A: Antihistamines are preferred, and it is best to choose antihistamines with little drowsiness effect. If the control is not good, the dosage can be increased or 2 to 3 kinds of combination can be used. Patients for whom antihistamines are ineffective need to use glucocorticoids, or even immunosuppressants, and gradually reduce the dosage and stop after good control. If you have difficulty in breathing or shock, you need to go to the hospital in time for resuscitation, otherwise it will be life-threatening.
Q: I have hives? Why did my doctor give me antibiotics?
A: Most urticaria does not require antibiotics, but a few cases caused by bacterial infections with fever and elevated white blood cells do require antibiotics.
Q: I have hives during my pregnancy, what medication should I use?

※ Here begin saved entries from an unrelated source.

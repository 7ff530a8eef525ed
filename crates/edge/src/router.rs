//! The edge request path: parse → validate → forward.
//!
//! `proxy_to_sandbox` returns `None` ("not mine") for traffic that does not
//! address a sandbox, so a hosting router can fall through to its own
//! handlers. Everything that *does* address a sandbox gets a response, even
//! if that response is a 404 or the deliberate 500 text.

use std::sync::Arc;

use {
    axum::{
        Router,
        extract::{FromRequestParts, Request, State, WebSocketUpgrade},
        http::{HeaderMap, HeaderName, HeaderValue, StatusCode, header},
        response::{IntoResponse, Response},
    },
    tracing::{error, info},
    url::Url,
};

use {
    warden_common::{
        Severity, log_security_event,
        security::{SANDBOX_ID_MAX_LEN, sanitize_sandbox_id, validate_port},
    },
    warden_protocol::{CONTROL_PLANE_PORT, PROXY_PORT_HEADER, PROXY_TOKEN_HEADER},
    warden_proxy::{ProxyClient, is_hop_by_hop, relay_websocket_request, wants_websocket_upgrade},
};

use crate::{
    parse::{
        RawTarget, is_local_host, looks_like_preview_host, parse_host, parse_preview_path,
        token_from_query,
    },
    resolver::SandboxResolver,
};

/// A validated preview target.
#[derive(Debug, Clone)]
struct Target {
    port: u16,
    sandbox_id: String,
    token: String,
    /// Path + query to forward to the sandbox.
    forward_path: String,
    /// `http` on localhost, `https` behind the public edge.
    proto: &'static str,
}

pub struct EdgeRouter {
    resolver: Arc<dyn SandboxResolver>,
    proxy: ProxyClient,
}

impl EdgeRouter {
    pub fn new(resolver: Arc<dyn SandboxResolver>) -> Self {
        Self {
            resolver,
            proxy: ProxyClient::new(),
        }
    }

    /// Route a request to its sandbox. `None` means the request does not
    /// address a sandbox at all.
    pub async fn proxy_to_sandbox(&self, req: Request) -> Option<Response> {
        let host = request_host(&req)?;
        let target = self.parse_target(&host, &req)?;

        let response = match self.forward(&host, target, req).await {
            Ok(response) => response,
            Err(e) => {
                error!(error = %e, "proxy routing error");
                (StatusCode::INTERNAL_SERVER_ERROR, "Proxy routing error").into_response()
            },
        };
        Some(response)
    }

    fn parse_target(&self, host: &str, req: &Request) -> Option<Target> {
        let path_and_query = req
            .uri()
            .path_and_query()
            .map(|pq| pq.as_str().to_string())
            .unwrap_or_else(|| "/".to_string());

        let (raw, proto) = if let Some(raw) = parse_host(host, &path_and_query) {
            (raw, "https")
        } else if is_local_host(host) {
            let token = req.uri().query().and_then(token_from_query);
            let mut raw = parse_preview_path(req.uri().path(), token.as_deref())?;
            // Path mode drops the /preview prefix but keeps the query.
            if let Some(query) = req.uri().query() {
                raw.forward_path = format!("{}?{query}", raw.forward_path);
            }
            (raw, "http")
        } else {
            if looks_like_preview_host(host) {
                log_security_event(
                    "MALFORMED_SUBDOMAIN_ATTEMPT",
                    serde_json::json!({ "host": host }),
                    Severity::Medium,
                );
            }
            return None;
        };

        validate_target(host, raw, proto)
    }

    async fn forward(
        &self,
        public_host: &str,
        target: Target,
        req: Request,
    ) -> anyhow::Result<Response> {
        let Some(origin) = self.resolver.resolve(&target.sandbox_id).await? else {
            info!(sandbox_id = %target.sandbox_id, "unknown sandbox");
            return Ok((StatusCode::NOT_FOUND, "sandbox not found").into_response());
        };

        let forward_url = join_origin(&origin, &target.forward_path)?;
        let original_url = format!("{}://{public_host}{}", target.proto, original_path(&req));

        if wants_websocket_upgrade(req.headers()) {
            return self
                .forward_websocket(public_host, &target, &forward_url, original_url, req)
                .await;
        }

        let mut extra = HeaderMap::new();
        insert_header(&mut extra, PROXY_PORT_HEADER, &target.port.to_string());
        insert_header(&mut extra, PROXY_TOKEN_HEADER, &target.token);
        insert_header(&mut extra, "x-original-url", &original_url);
        insert_header(&mut extra, "x-forwarded-host", public_host);
        insert_header(&mut extra, "x-forwarded-proto", target.proto);
        Ok(self.proxy.forward_to(&forward_url, extra, req).await)
    }

    async fn forward_websocket(
        &self,
        public_host: &str,
        target: &Target,
        forward_url: &str,
        original_url: String,
        req: Request,
    ) -> anyhow::Result<Response> {
        let ws_url = match forward_url.split_once("://") {
            Some(("https", rest)) => format!("wss://{rest}"),
            Some((_, rest)) => format!("ws://{rest}"),
            None => anyhow::bail!("malformed forward url"),
        };
        let mut upstream_req = axum::http::Request::builder().uri(ws_url.as_str());
        if let Some(headers) = upstream_req.headers_mut() {
            for (name, value) in req.headers() {
                if is_hop_by_hop(name)
                    || name == header::HOST
                    || name.as_str().starts_with("sec-websocket-")
                {
                    continue;
                }
                headers.insert(name.clone(), value.clone());
            }
            insert_header(headers, PROXY_PORT_HEADER, &target.port.to_string());
            insert_header(headers, PROXY_TOKEN_HEADER, &target.token);
            insert_header(headers, "x-original-url", &original_url);
            insert_header(headers, "x-forwarded-host", public_host);
            insert_header(headers, "x-forwarded-proto", target.proto);
        }
        let upstream_req = upstream_req.body(())?;

        let (mut parts, _body) = req.into_parts();
        match WebSocketUpgrade::from_request_parts(&mut parts, &()).await {
            Ok(upgrade) => Ok(upgrade
                .on_upgrade(move |socket| relay_websocket_request(socket, upstream_req))
                .into_response()),
            Err(rejection) => Ok(rejection.into_response()),
        }
    }
}

fn validate_target(host: &str, raw: RawTarget, proto: &'static str) -> Option<Target> {
    let port = match raw.port_raw.parse::<u16>() {
        Ok(port) => port,
        Err(_) => {
            log_security_event(
                "INVALID_PORT_IN_SUBDOMAIN",
                serde_json::json!({ "host": host, "port": raw.port_raw }),
                Severity::High,
            );
            return None;
        },
    };
    if port != CONTROL_PLANE_PORT && !validate_port(port) {
        log_security_event(
            "INVALID_PORT_IN_SUBDOMAIN",
            serde_json::json!({ "host": host, "port": port }),
            Severity::High,
        );
        return None;
    }
    if raw.sandbox_id.len() > SANDBOX_ID_MAX_LEN {
        log_security_event(
            "SANDBOX_ID_LENGTH_VIOLATION",
            serde_json::json!({ "host": host, "length": raw.sandbox_id.len() }),
            Severity::Medium,
        );
        return None;
    }
    if sanitize_sandbox_id(&raw.sandbox_id).is_err() {
        log_security_event(
            "INVALID_SANDBOX_ID_IN_SUBDOMAIN",
            serde_json::json!({ "host": host }),
            Severity::High,
        );
        return None;
    }
    Some(Target {
        port,
        sandbox_id: raw.sandbox_id,
        token: raw.token.unwrap_or_default(),
        forward_path: raw.forward_path,
        proto,
    })
}

fn request_host(req: &Request) -> Option<String> {
    req.headers()
        .get(header::HOST)
        .and_then(|v| v.to_str().ok())
        .map(str::to_string)
        .or_else(|| req.uri().authority().map(|a| a.to_string()))
}

fn original_path(req: &Request) -> String {
    req.uri()
        .path_and_query()
        .map(|pq| pq.as_str().to_string())
        .unwrap_or_else(|| "/".to_string())
}

fn join_origin(origin: &Url, path_and_query: &str) -> anyhow::Result<String> {
    let mut base = origin.as_str().trim_end_matches('/').to_string();
    if !path_and_query.starts_with('/') {
        base.push('/');
    }
    base.push_str(path_and_query);
    Ok(base)
}

fn insert_header(headers: &mut HeaderMap, name: &str, value: &str) {
    if let (Ok(name), Ok(value)) = (
        HeaderName::from_bytes(name.as_bytes()),
        HeaderValue::from_str(value),
    ) {
        headers.insert(name, value);
    }
}

// ── Serving ─────────────────────────────────────────────────────────────────

async fn handle(State(edge): State<Arc<EdgeRouter>>, req: Request) -> Response {
    match edge.proxy_to_sandbox(req).await {
        Some(response) => response,
        None => (StatusCode::NOT_FOUND, "not found").into_response(),
    }
}

/// Build the edge app: every request goes through the sandbox router.
pub fn edge_app(edge: Arc<EdgeRouter>) -> Router {
    Router::new().fallback(handle).with_state(edge)
}

/// Bind and serve the edge until ctrl-c/SIGTERM.
pub async fn serve(cfg: warden_config::EdgeConfig) -> anyhow::Result<()> {
    let resolver = Arc::new(crate::resolver::TemplateResolver::new(
        cfg.sandbox_origin_template.clone(),
    ));
    let edge = Arc::new(EdgeRouter::new(resolver));
    let listener = tokio::net::TcpListener::bind((cfg.bind.as_str(), cfg.port)).await?;
    info!(addr = %listener.local_addr()?, domain = %cfg.domain, "edge router listening");
    axum::serve(listener, edge_app(edge)).await?;
    Ok(())
}

#[allow(clippy::unwrap_used, clippy::expect_used)]
#[cfg(test)]
mod tests {
    use super::*;
    use {
        async_trait::async_trait,
        axum::body::Body,
    };

    struct FixedResolver(Option<String>);

    #[async_trait]
    impl SandboxResolver for FixedResolver {
        async fn resolve(&self, _sandbox_id: &str) -> anyhow::Result<Option<Url>> {
            Ok(self.0.as_ref().map(|u| Url::parse(u).unwrap()))
        }
    }

    fn request(host: &str, path: &str) -> Request {
        Request::builder()
            .uri(path)
            .header(header::HOST, host)
            .body(Body::empty())
            .unwrap()
    }

    #[tokio::test]
    async fn unrelated_host_is_not_mine() {
        let edge = EdgeRouter::new(Arc::new(FixedResolver(None)));
        let resp = edge
            .proxy_to_sandbox(request("not-a-sandbox.example.com", "/"))
            .await;
        assert!(resp.is_none());
    }

    #[tokio::test]
    async fn reserved_port_is_not_mine() {
        let edge = EdgeRouter::new(Arc::new(FixedResolver(None)));
        // Port 22 is in the reserved set.
        let resp = edge
            .proxy_to_sandbox(request("22-sb-abcd1234efgh5678.example.com", "/"))
            .await;
        assert!(resp.is_none());
    }

    #[tokio::test]
    async fn port_overflow_is_not_mine() {
        let edge = EdgeRouter::new(Arc::new(FixedResolver(None)));
        let resp = edge
            .proxy_to_sandbox(request("99999-sb-abcd1234efgh5678.example.com", "/"))
            .await;
        assert!(resp.is_none());
    }

    #[tokio::test]
    async fn oversized_sandbox_id_is_not_mine() {
        let edge = EdgeRouter::new(Arc::new(FixedResolver(None)));
        let long_id = "a".repeat(64);
        let host = format!("8080-{long_id}-abcd1234efgh5678.example.com");
        let resp = edge.proxy_to_sandbox(request(&host, "/")).await;
        assert!(resp.is_none());
    }

    #[tokio::test]
    async fn unknown_sandbox_is_404() {
        let edge = EdgeRouter::new(Arc::new(FixedResolver(None)));
        let resp = edge
            .proxy_to_sandbox(request("8080-sb-abcd1234efgh5678.example.com", "/"))
            .await
            .unwrap();
        assert_eq!(resp.status(), StatusCode::NOT_FOUND);
    }

    #[tokio::test]
    async fn valid_target_forwards_with_proxy_headers() {
        // Stand-in sandbox that echoes the proxy headers it received.
        let app = Router::new().fallback(
            |headers: HeaderMap, uri: axum::http::Uri| async move {
                axum::Json(serde_json::json!({
                    "port": headers.get("x-warden-proxy-port").and_then(|v| v.to_str().ok()),
                    "token": headers.get("x-warden-proxy-token").and_then(|v| v.to_str().ok()),
                    "proto": headers.get("x-forwarded-proto").and_then(|v| v.to_str().ok()),
                    "uri": uri.to_string(),
                }))
            },
        );
        let listener = tokio::net::TcpListener::bind("127.0.0.1:0").await.unwrap();
        let origin = format!("http://{}", listener.local_addr().unwrap());
        tokio::spawn(async move {
            axum::serve(listener, app).await.unwrap();
        });

        let edge = EdgeRouter::new(Arc::new(FixedResolver(Some(origin))));
        let resp = edge
            .proxy_to_sandbox(request(
                "8080-sb-abcd1234efgh5678.example.com",
                "/app/x?q=1",
            ))
            .await
            .unwrap();
        assert_eq!(resp.status(), StatusCode::OK);
        let bytes = axum::body::to_bytes(resp.into_body(), 64 * 1024).await.unwrap();
        let v: serde_json::Value = serde_json::from_slice(&bytes).unwrap();
        assert_eq!(v["port"], "8080");
        assert_eq!(v["token"], "abcd1234efgh5678");
        assert_eq!(v["proto"], "https");
        assert_eq!(v["uri"], "/app/x?q=1");
    }

    #[tokio::test]
    async fn preview_path_mode_strips_prefix() {
        let app = Router::new().fallback(|uri: axum::http::Uri, headers: HeaderMap| async move {
            axum::Json(serde_json::json!({
                "uri": uri.to_string(),
                "token": headers.get("x-warden-proxy-token").and_then(|v| v.to_str().ok()),
            }))
        });
        let listener = tokio::net::TcpListener::bind("127.0.0.1:0").await.unwrap();
        let origin = format!("http://{}", listener.local_addr().unwrap());
        tokio::spawn(async move {
            axum::serve(listener, app).await.unwrap();
        });

        let edge = EdgeRouter::new(Arc::new(FixedResolver(Some(origin))));
        let resp = edge
            .proxy_to_sandbox(request(
                "localhost:8787",
                "/preview/8080/sb/app?token=abcd1234efgh5678",
            ))
            .await
            .unwrap();
        assert_eq!(resp.status(), StatusCode::OK);
        let bytes = axum::body::to_bytes(resp.into_body(), 64 * 1024).await.unwrap();
        let v: serde_json::Value = serde_json::from_slice(&bytes).unwrap();
        assert_eq!(v["uri"], "/app?token=abcd1234efgh5678");
        assert_eq!(v["token"], "abcd1234efgh5678");
    }
}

A: If the condition does require it, it is relatively safe to take oral loratadine tablets, etc. under the guidance of a doctor.
Q: What should I do if I have recurrent hives for a long time?
A: It is crucial to identify and remove the cause of the disease. Even if the cause is unknown, about 50% of cases are cured within 1 to 2 years. However, some urticaria does recur for a long time and affects life and work, so it is necessary to adhere to long-term oral antihistamines and gradually reduce the dosage to maintain good control of symptoms.
Q: Under what circumstances do I need desensitization treatment?
A: Desensitization treatment can be considered for those who have recurred for a long time and can clearly identify the allergen, but desensitization treatment takes 2 to 3 years and requires adherence to a sufficient course of treatment.